### Required work
Whenever a line below mentions the word "info", that line should be copied.

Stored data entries
* * * * *

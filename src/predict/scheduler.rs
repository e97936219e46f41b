//! Prediction scheduler
//!
//! One lane per channel. Each lane grabs the latest camera frame, runs its
//! predictor, feeds the result through the channel's confidence gate, then
//! sleeps for the poll interval before the next cycle. Lanes never overlap
//! themselves but run concurrently with each other, so a slow or hung
//! classifier only delays its own channel.

use std::sync::Arc;
use std::time::Duration;

use tokio::sync::watch;
use tokio::task::JoinHandle;

use super::{CameraSource, Clock, Predictor};
use crate::channel::{Channel, GateOutcome};
use crate::error::PredictError;
use crate::telemetry::{report_failure, FailureSource, PipelineMetrics};

/// A channel paired with the classifier that drives it
pub struct Lane {
    pub channel: Channel,
    pub predictor: Arc<dyn Predictor>,
}

impl Lane {
    pub fn new(channel: Channel, predictor: Arc<dyn Predictor>) -> Self {
        Self { channel, predictor }
    }

    /// Run one prediction cycle.
    ///
    /// Returns the gate outcome, or `None` when the cycle produced nothing to
    /// gate (no frame, failed call, or stopped while in flight).
    async fn run_cycle(
        &self,
        camera: &dyn CameraSource,
        metrics: &PipelineMetrics,
        stop: &watch::Receiver<bool>,
    ) -> Option<GateOutcome> {
        let id = self.channel.id;

        let Some(frame) = camera.current_frame() else {
            metrics.record_missing_frame();
            tracing::debug!(channel = %id, "No camera frame; skipping cycle");
            return None;
        };

        // Run the call as its own task so a panicking predictor is contained
        let predictor = Arc::clone(&self.predictor);
        let result = match tokio::spawn(async move { predictor.predict(frame).await }).await {
            Ok(result) => result,
            Err(join_error) => Err(PredictError::Aborted(join_error.to_string())),
        };
        metrics.record_cycle(id);

        if *stop.borrow() {
            metrics.record_discarded();
            tracing::debug!(channel = %id, "Discarding prediction that finished after stop");
            return None;
        }

        let predictions = match result {
            Ok(predictions) => predictions,
            Err(error) => {
                report_failure(metrics, FailureSource::Prediction(id), &error);
                return None;
            }
        };

        // Stop is checked again under the channel lock so a stop that lands
        // after the check above still keeps this result out
        let Some(outcome) = self.channel.gate.apply_while(
            &self.channel.registry,
            &self.channel.handle,
            &predictions,
            || !*stop.borrow(),
        ) else {
            metrics.record_discarded();
            tracing::debug!(channel = %id, "Discarding prediction that finished after stop");
            return None;
        };
        self.channel.handle.record_predictions(&predictions);

        match &outcome {
            GateOutcome::Accepted(key) => {
                metrics.record_accepted(id);
                tracing::info!(channel = %id, target = %key, "New target");
            }
            other => tracing::trace!(channel = %id, outcome = ?other, "Prediction gated out"),
        }
        Some(outcome)
    }
}

/// Builder for the polling lanes
pub struct PredictionScheduler {
    lanes: Vec<Lane>,
    camera: Arc<dyn CameraSource>,
    clock: Arc<dyn Clock>,
    interval: Duration,
    metrics: Arc<PipelineMetrics>,
}

impl PredictionScheduler {
    pub fn new(
        camera: Arc<dyn CameraSource>,
        clock: Arc<dyn Clock>,
        interval: Duration,
        metrics: Arc<PipelineMetrics>,
    ) -> Self {
        Self {
            lanes: Vec::new(),
            camera,
            clock,
            interval,
            metrics,
        }
    }

    /// Add a lane for `channel`
    pub fn with_lane(mut self, channel: Channel, predictor: Arc<dyn Predictor>) -> Self {
        self.lanes.push(Lane::new(channel, predictor));
        self
    }

    pub fn lane_count(&self) -> usize {
        self.lanes.len()
    }

    /// Spawn every lane on `runtime` and return the stop handle
    pub fn start(self, runtime: &tokio::runtime::Handle) -> SchedulerHandle {
        let (stop_tx, stop_rx) = watch::channel(false);

        let tasks = self
            .lanes
            .into_iter()
            .map(|lane| {
                let camera = Arc::clone(&self.camera);
                let clock = Arc::clone(&self.clock);
                let metrics = Arc::clone(&self.metrics);
                let stop = stop_rx.clone();
                let interval = self.interval;
                runtime.spawn(run_lane(lane, camera, clock, interval, metrics, stop))
            })
            .collect();

        tracing::info!(interval_ms = self.interval.as_millis() as u64, "Prediction scheduler started");

        SchedulerHandle { stop_tx, tasks }
    }
}

async fn run_lane(
    lane: Lane,
    camera: Arc<dyn CameraSource>,
    clock: Arc<dyn Clock>,
    interval: Duration,
    metrics: Arc<PipelineMetrics>,
    mut stop: watch::Receiver<bool>,
) {
    let id = lane.channel.id;
    tracing::debug!(channel = %id, "Prediction lane running");

    loop {
        if *stop.borrow() {
            break;
        }

        lane.run_cycle(camera.as_ref(), &metrics, &stop).await;

        if *stop.borrow() {
            break;
        }

        tokio::select! {
            _ = clock.sleep(interval) => {}
            changed = stop.changed() => {
                if changed.is_err() {
                    break;
                }
            }
        }
    }

    tracing::debug!(channel = %id, "Prediction lane stopped");
}

/// Running scheduler. Dropping the handle stops it.
pub struct SchedulerHandle {
    stop_tx: watch::Sender<bool>,
    tasks: Vec<JoinHandle<()>>,
}

impl SchedulerHandle {
    /// Prevent any further cycles. In-flight calls finish and are discarded.
    pub fn stop(&self) {
        self.stop_tx.send_replace(true);
    }

    pub fn is_stopped(&self) -> bool {
        *self.stop_tx.borrow()
    }

    /// Whether every lane task has exited
    pub fn is_finished(&self) -> bool {
        self.tasks.iter().all(|task| task.is_finished())
    }

    /// Stop and wait for every lane to exit, including in-flight calls
    pub async fn join(mut self) {
        self.stop();
        for task in std::mem::take(&mut self.tasks) {
            if let Err(e) = task.await {
                tracing::warn!("Prediction lane ended abnormally: {}", e);
            }
        }
    }
}

impl Drop for SchedulerHandle {
    fn drop(&mut self) {
        self.stop();
    }
}
//! Classifier collaborators and the prediction scheduler
//!
//! The camera and the image classifiers are black boxes behind traits. The
//! scheduler polls each channel's classifier on its own lane and feeds the
//! results to that channel's confidence gate.

pub mod clock;
pub mod scheduler;

use std::sync::Arc;

use futures_util::future::BoxFuture;
use image::RgbaImage;
use serde::{Deserialize, Serialize};

use crate::error::{PredictError, SetupError};

pub use clock::{Clock, TokioClock};
pub use scheduler::{Lane, PredictionScheduler, SchedulerHandle};

/// A captured camera frame, cheap to share between lanes
pub type Frame = Arc<RgbaImage>;

/// One labeled probability from a classifier
#[derive(Debug, Clone, PartialEq, Serialize, Deserialize)]
pub struct Prediction {
    pub label: String,
    pub probability: f32,
}

impl Prediction {
    pub fn new(label: impl Into<String>, probability: f32) -> Self {
        Self {
            label: label.into(),
            probability,
        }
    }

    /// "Red: 95.0%"
    pub fn readout(&self) -> String {
        format!("{}: {:.1}%", self.label, self.probability * 100.0)
    }
}

/// Source of camera frames
pub trait CameraSource: Send + Sync {
    /// Open the device. Failure is fatal to starting the system.
    fn start(&self) -> Result<(), SetupError>;

    /// Latest frame, or `None` when no frame is available
    fn current_frame(&self) -> Option<Frame>;

    /// Release the device
    fn stop(&self) {}
}

/// Image classifier for one channel
pub trait Predictor: Send + Sync {
    /// Load or warm up the model. Failure is fatal to starting the system.
    fn load(&self) -> Result<(), SetupError> {
        Ok(())
    }

    /// Classify a frame into labeled probabilities.
    fn predict(&self, frame: Frame) -> BoxFuture<'_, Result<Vec<Prediction>, PredictError>>;
}

#[cfg(test)]
mod tests {
    use super::*;

    #[test]
    fn test_prediction_readout() {
        assert_eq!(Prediction::new("Red", 0.95).readout(), "Red: 95.0%");
        assert_eq!(Prediction::new("Wavy", 0.1234).readout(), "Wavy: 12.3%");
    }
}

* * * * *

### Reply
                tracing::info!(channel = %id, target = %key, "New target");
        tracing::info!(interval_ms = self.interval.as_millis() as u64, "Prediction scheduler started");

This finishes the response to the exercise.